In another study, Sprague-Dawley rats (27/sex/group) and 4 male Beagle dogs were exposed (6 h/d, 5 d/wk) by inhalation to HCFC-123 at concentrations of 0, 1,000 or 10,000 (0, 6,250 or 62,500 mg/m3) for 90 days. At the high dose level, both species exhibited lack of motor co-ordination soon after the start of exposure. This was followed by reduced motor activity and a reduction in responsiveness to noise. After removal from exposure, co-ordination and activity returned to normal within 20 minutes. In rats, there were no adverse effects other than a reduction of final body weight, increase in relative liver weight and elevated urinary fluoride concentration at the two test levels. At the high concentration level, dogs exhibited histopathological changes in the liver characterised by hypertrophy, clear cytoplasm and necrosis of liver cells with inflammatory infiltration and clinical chemistry changes. These changes included increased levels of serum and liver alkaline phosphatase, ALT and AST, indicative of slight liver damage. No compound-related effects were noted at the lower (1,000 ppm) exposure level.

Similar effects to those observed in the subchronic studies were found in a 4 -week study in rats (Haskell, 1989).

Kabe et al. (2001) tested HCFC 123 in guinea pigs for 4 -weeks by inhalation.Groups of eight male Hartley guinea pigs were exposed to 30, 100 or 300 ppm 2,2-dichloro-1,1,1-trifluoroethane (HCFC-123) by inhalation for 6 hours a day for 4 wk. Guinea pigs exposed to 300 ppm HCFC-123 had significantly lower body weight and the weight gain than controls, but there was no significant difference and no tendency in absolute and relative organ weight. In the 100 ppm group, a few vacuolar fatty changes in the portal area (zone I) were identified. In the 300 ppm group, severe fatty degeneration was observed in the portal and intermediate areas, partly centrilobule, and the incidence increased significantly compared to the controls. On the other hand, there was no histopathological change in the control or 30 ppm groups. No increase in any of the liver peroxisomal enzymes (AOX, PT, catalase) was seen in male guinea pigs exposed to HCFC-123. The activity of hepatic ALDH was significantly decreased in the 300 ppm exposed group, suggesting that HCFC-123 or its metabolite inhibited ALDH activity.
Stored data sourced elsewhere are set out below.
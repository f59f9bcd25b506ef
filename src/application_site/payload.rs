//! Wire payloads of the application site commands.
//!
//! Requests are typed structs whose unset fields are never serialized, and
//! responses go through a validating decode so that an unexpected body is a
//! [`ProviderError::MalformedResponse`] rather than a panic.

use std::collections::BTreeSet;

use serde::{Deserialize, Serialize};
use serde_json::Value;

use super::model::{ApplicationSite, ApplicationSiteConfig};
use crate::error::ProviderError;
use crate::field::Field;

/// Creates an application site.
pub const ADD_COMMAND: &str = "add-application-site";
/// Fetches an application site by uid.
pub const SHOW_COMMAND: &str = "show-application-site";
/// Modifies an application site.
pub const SET_COMMAND: &str = "set-application-site";
/// Deletes an application site by uid.
pub const DELETE_COMMAND: &str = "delete-application-site";

/// Body of `add-application-site`: only the configured attributes.
#[derive(Debug, Clone, PartialEq, Serialize)]
#[serde(rename_all = "kebab-case")]
pub struct AddApplicationSite {
    name: String,
    #[serde(skip_serializing_if = "Field::is_unset")]
    additional_categories: Field<BTreeSet<String>>,
    #[serde(skip_serializing_if = "Field::is_unset")]
    description: Field<String>,
    #[serde(skip_serializing_if = "Field::is_unset")]
    primary_category: Field<String>,
    #[serde(skip_serializing_if = "Field::is_unset")]
    tags: Field<BTreeSet<String>>,
    #[serde(skip_serializing_if = "Field::is_unset")]
    url_list: Field<BTreeSet<String>>,
    #[serde(skip_serializing_if = "Field::is_unset")]
    application_signature: Field<String>,
    #[serde(skip_serializing_if = "Field::is_unset")]
    urls_defined_as_regular_expression: Field<bool>,
    #[serde(skip_serializing_if = "Field::is_unset")]
    color: Field<String>,
    #[serde(skip_serializing_if = "Field::is_unset")]
    comments: Field<String>,
    #[serde(skip_serializing_if = "Field::is_unset")]
    groups: Field<BTreeSet<String>>,
    #[serde(skip_serializing_if = "Field::is_unset")]
    ignore_warnings: Field<bool>,
    #[serde(skip_serializing_if = "Field::is_unset")]
    ignore_errors: Field<bool>,
}

impl From<&ApplicationSiteConfig> for AddApplicationSite {
    fn from(config: &ApplicationSiteConfig) -> Self {
        Self {
            name: config.name.clone(),
            additional_categories: config.additional_categories.clone(),
            description: config.description.clone(),
            primary_category: config.primary_category.clone(),
            tags: config.tags.clone(),
            url_list: config.url_list.clone(),
            application_signature: config.application_signature.clone(),
            urls_defined_as_regular_expression: config.urls_defined_as_regular_expression.clone(),
            color: config.color.clone(),
            comments: config.comments.clone(),
            groups: config.groups.clone(),
            ignore_warnings: config.ignore_warnings.clone(),
            ignore_errors: config.ignore_errors.clone(),
        }
    }
}

/// New value of a set attribute in `set-application-site`.
///
/// The API does not treat an empty list as "remove everything", so clearing a
/// set enumerates the members to remove.
#[derive(Debug, Clone, PartialEq, Eq, Serialize)]
#[serde(untagged)]
pub enum SetMembers {
    /// Replace the members with these names.
    Assign(BTreeSet<String>),
    /// Remove these members.
    Remove {
        /// Names to remove.
        remove: BTreeSet<String>,
    },
}

impl SetMembers {
    fn diff(prior: &BTreeSet<String>, desired: &BTreeSet<String>) -> Field<Self> {
        if prior == desired {
            Field::Unset
        } else if desired.is_empty() {
            Field::Set(Self::Remove {
                remove: prior.clone(),
            })
        } else {
            Field::Set(Self::Assign(desired.clone()))
        }
    }
}

/// Body of `set-application-site`: the object name plus changed attributes.
#[derive(Debug, Clone, PartialEq, Serialize)]
#[serde(rename_all = "kebab-case")]
pub struct SetApplicationSite {
    name: String,
    #[serde(skip_serializing_if = "Field::is_unset")]
    new_name: Field<String>,
    #[serde(skip_serializing_if = "Field::is_unset")]
    additional_categories: Field<SetMembers>,
    #[serde(skip_serializing_if = "Field::is_unset")]
    description: Field<String>,
    #[serde(skip_serializing_if = "Field::is_unset")]
    primary_category: Field<String>,
    #[serde(skip_serializing_if = "Field::is_unset")]
    tags: Field<SetMembers>,
    #[serde(skip_serializing_if = "Field::is_unset")]
    url_list: Field<SetMembers>,
    #[serde(skip_serializing_if = "Field::is_unset")]
    application_signature: Field<String>,
    #[serde(skip_serializing_if = "Field::is_unset")]
    urls_defined_as_regular_expression: Field<bool>,
    #[serde(skip_serializing_if = "Field::is_unset")]
    color: Field<String>,
    #[serde(skip_serializing_if = "Field::is_unset")]
    comments: Field<String>,
    #[serde(skip_serializing_if = "Field::is_unset")]
    groups: Field<SetMembers>,
    #[serde(skip_serializing_if = "Field::is_unset")]
    ignore_warnings: Field<bool>,
    #[serde(skip_serializing_if = "Field::is_unset")]
    ignore_errors: Field<bool>,
}

impl SetApplicationSite {
    /// Compute the update from `prior` state to the `planned` configuration.
    ///
    /// The object is addressed by its prior name; a rename adds `new-name`.
    /// The request-only flags are sent whenever they are configured. A planned
    /// state always configures them (as `false` by default), so an update
    /// applied from a plan carries `ignore-warnings` and `ignore-errors` on
    /// top of the changed attributes. Only a configuration that leaves them
    /// unset produces a payload of just `name` and the changes.
    pub fn diff(prior: &ApplicationSite, planned: &ApplicationSiteConfig) -> Self {
        let desired = planned.resolve(Some(prior));
        Self {
            name: prior.name.clone(),
            new_name: changed(&prior.name, &desired.name),
            additional_categories: SetMembers::diff(
                &prior.additional_categories,
                &desired.additional_categories,
            ),
            description: changed(&prior.description, &desired.description),
            primary_category: changed(&prior.primary_category, &desired.primary_category),
            tags: SetMembers::diff(&prior.tags, &desired.tags),
            url_list: SetMembers::diff(&prior.url_list, &desired.url_list),
            application_signature: changed(
                &prior.application_signature,
                &desired.application_signature,
            ),
            urls_defined_as_regular_expression: changed(
                &prior.urls_defined_as_regular_expression,
                &desired.urls_defined_as_regular_expression,
            ),
            color: changed(&prior.color, &desired.color),
            comments: changed(&prior.comments, &desired.comments),
            groups: SetMembers::diff(&prior.groups, &desired.groups),
            ignore_warnings: planned.ignore_warnings.clone(),
            ignore_errors: planned.ignore_errors.clone(),
        }
    }
}

fn changed<T: PartialEq + Clone>(prior: &T, desired: &T) -> Field<T> {
    if prior == desired {
        Field::Unset
    } else {
        Field::Set(desired.clone())
    }
}

/// Body of `show-application-site` and `delete-application-site`.
#[derive(Debug, Clone, PartialEq, Eq, Serialize)]
pub struct UidPayload<'a> {
    /// Object uid.
    pub uid: &'a str,
}

#[derive(Debug, Deserialize)]
struct AddResponse {
    uid: String,
}

/// Extract the uid the server assigned in an `add-application-site` response.
///
/// An empty uid is malformed: locally it would mean the object was never
/// created.
pub fn decode_uid(data: Value) -> Result<String, ProviderError> {
    let response = serde_json::from_value::<AddResponse>(data)
        .map_err(|e| ProviderError::malformed(ADD_COMMAND, e.to_string()))?;
    if response.uid.is_empty() {
        return Err(ProviderError::malformed(ADD_COMMAND, "empty uid"));
    }
    Ok(response.uid)
}

/// An application site as returned by `show-application-site`.
///
/// Every attribute is optional; `null` and absent are the same.
#[derive(Debug, Clone, Default, PartialEq, Deserialize)]
#[serde(rename_all = "kebab-case")]
pub struct ShowApplicationSite {
    /// Object uid.
    pub uid: Option<String>,
    /// Object name.
    pub name: Option<String>,
    /// Additional categories.
    #[serde(alias = "additional_categories")]
    pub additional_categories: Option<Vec<MemberRef>>,
    /// Description.
    pub description: Option<String>,
    /// Primary category.
    pub primary_category: Option<String>,
    /// Tags.
    pub tags: Option<Vec<MemberRef>>,
    /// URL list.
    #[serde(alias = "url_list")]
    pub url_list: Option<Vec<MemberRef>>,
    /// Application signature.
    pub application_signature: Option<String>,
    /// Whether the URLs are regular expressions.
    pub urls_defined_as_regular_expression: Option<bool>,
    /// Color.
    pub color: Option<String>,
    /// Comments.
    pub comments: Option<String>,
    /// Groups.
    pub groups: Option<Vec<MemberRef>>,
    /// Ignore-warnings flag, if echoed.
    pub ignore_warnings: Option<bool>,
    /// Ignore-errors flag, if echoed.
    pub ignore_errors: Option<bool>,
}

impl ShowApplicationSite {
    /// Decode a `show-application-site` body.
    pub fn decode(data: Value) -> Result<Self, ProviderError> {
        serde_json::from_value(data)
            .map_err(|e| ProviderError::malformed(SHOW_COMMAND, e.to_string()))
    }
}

/// A member of a set attribute in a server response.
///
/// Members are usually objects such as `{"name": "t1", "uid": "..."}`; some
/// attributes list bare names.
#[derive(Debug, Clone, PartialEq, Eq, Deserialize)]
#[serde(untagged)]
pub enum MemberRef {
    /// A referenced object.
    Object {
        /// The object's name.
        name: String,
    },
    /// A bare name.
    Name(String),
}

impl MemberRef {
    /// The member's name.
    pub fn into_name(self) -> String {
        match self {
            Self::Object { name } | Self::Name(name) => name,
        }
    }
}

/// Collect the names of a member list.
pub fn member_names(members: Vec<MemberRef>) -> BTreeSet<String> {
    members.into_iter().map(MemberRef::into_name).collect()
}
Liver effects were also observed in 4 lactating female Rhesus monkeys exposed for 6 h/day, 7 days/week for 3 weeks to air or 1000 ppm HCFC-123 (Cappon et al., 2002). Exposure of monkeys to 1000 ppm HCFC-123 did not result in exposure-related clinical observations, or changes in body weight, appetence and behavior. There were no exposure-related effects on serum triglycerides, cholesterol, or glucose levels. Liver microsomal P450 and peroxisome oxidase activities showed exposure-related decreases in CYP4A1 and CYP2E1 and acyl-CoA oxidase for animals exposed to HCFC-123. Microscopic evaluation of maternal liver from HCFC-123 exposed animals revealed mild to moderate centrilobular hepatocyte vacuolation, trace to mild centrilobular necrosis, and trace to mild subacute inflammation. The histopathological damage and altered hepatic biochemical activities produced by HCFC 123 in monkeys are not consistent with the HCFC 123 peroxisome proliferation response observed in rat livers.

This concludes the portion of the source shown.